[[ MATERIAL TO PROCESS open ]]

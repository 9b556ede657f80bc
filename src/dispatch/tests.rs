//! Tests for fragment numbering, the demo responder, and wire dispatch.

use std::collections::BTreeMap;

use rstest::rstest;
use tokio::net::UdpSocket;

use super::{DispatchOrder, Dispatcher, Responder, VowelFinder, sequence_fragments};
use crate::{
    request_id::RequestId,
    wire::{Frame, RequestFrame},
};

#[test]
fn sequence_numbers_are_zero_based_and_dense() {
    let fragments = vec!["a".to_owned(), "b".to_owned(), "c".to_owned()];
    let (total, plan) = sequence_fragments(fragments).expect("within u32");
    assert_eq!(total, 3);
    assert_eq!(
        plan,
        vec![
            (0, "a".to_owned()),
            (1, "b".to_owned()),
            (2, "c".to_owned())
        ]
    );
}

#[test]
fn empty_response_has_zero_total() {
    let (total, plan) = sequence_fragments(Vec::new()).expect("within u32");
    assert_eq!(total, 0);
    assert!(plan.is_empty());
}

#[rstest]
#[case::bee("bee", vec!["vowel e at position 1", "vowel e at position 2"])]
#[case::no_vowels("xyz", vec![])]
#[case::mixed_case("Aloe", vec![
    "vowel A at position 0",
    "vowel o at position 2",
    "vowel e at position 3",
])]
#[case::empty("", vec![])]
fn vowel_finder_reports_positions(#[case] message: &str, #[case] expected: Vec<&str>) {
    assert_eq!(VowelFinder.respond(message), expected);
}

#[test]
fn closures_are_responders() {
    let responder = |message: &str| vec![message.to_uppercase()];
    assert_eq!(responder.respond("hi"), vec!["HI"]);
}

async fn dispatch_and_collect(
    dispatcher: Dispatcher<impl Responder>,
    message: &str,
    expected: usize,
) -> Vec<Frame> {
    let server = UdpSocket::bind("127.0.0.1:0").await.expect("bind server");
    let sink = UdpSocket::bind("127.0.0.1:0").await.expect("bind sink");
    let sink_addr = sink.local_addr().expect("sink addr");

    let request = RequestFrame {
        request_id: RequestId::new("AbCd"),
        message: message.to_owned(),
    };
    dispatcher
        .dispatch(&server, request, sink_addr)
        .await
        .expect("dispatch");

    let mut frames = Vec::new();
    let mut buf = vec![0_u8; 64 * 1024];
    while let Ok(Ok((len, _))) = tokio::time::timeout(
        std::time::Duration::from_millis(500),
        sink.recv_from(&mut buf),
    )
    .await
    {
        frames.push(Frame::decode_datagram(&buf[..len]).expect("valid frame"));
        if frames.len() == expected {
            break;
        }
    }
    frames
}

#[tokio::test]
async fn dispatch_sends_one_datagram_per_fragment() {
    let dispatcher = Dispatcher::new(VowelFinder).with_order(DispatchOrder::Sequential);
    let frames = dispatch_and_collect(dispatcher, "bee", 2).await;

    assert_eq!(frames.len(), 2);
    let mut by_sequence = BTreeMap::new();
    for frame in frames {
        let Frame::Response(response) = frame else {
            panic!("dispatcher must only send response frames");
        };
        assert_eq!(response.request_id, RequestId::new("AbCd"));
        assert_eq!(response.total, 2);
        by_sequence.insert(response.sequence, response.payload);
    }
    assert_eq!(
        by_sequence.into_values().collect::<Vec<_>>(),
        vec!["vowel e at position 1", "vowel e at position 2"]
    );
}

#[tokio::test]
async fn shuffled_dispatch_preserves_the_fragment_set() {
    let responder =
        |_: &str| vec!["alpha".to_owned(), "beta".to_owned()];
    let dispatcher = Dispatcher::new(responder).with_order(DispatchOrder::Shuffled);
    let frames = dispatch_and_collect(dispatcher, "anything", 2).await;

    let mut by_sequence = BTreeMap::new();
    for frame in frames {
        let Frame::Response(response) = frame else {
            panic!("dispatcher must only send response frames");
        };
        by_sequence.insert(response.sequence, response.payload);
    }
    assert_eq!(
        by_sequence,
        BTreeMap::from([(0, "alpha".to_owned()), (1, "beta".to_owned())])
    );
}

#[tokio::test]
async fn empty_response_sends_nothing() {
    let dispatcher = Dispatcher::new(VowelFinder);
    let frames = dispatch_and_collect(dispatcher, "xyz", 0).await;
    assert!(frames.is_empty());
}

[[ MATERIAL TO PROCESS closed ]]

ABOUT THIS TASK -> Report, from the entries above, each line where "wire" is found.

OUTPUT ->
//! Tests for fragment numbering, the demo responder, and wire dispatch.
    wire::{Frame, RequestFrame},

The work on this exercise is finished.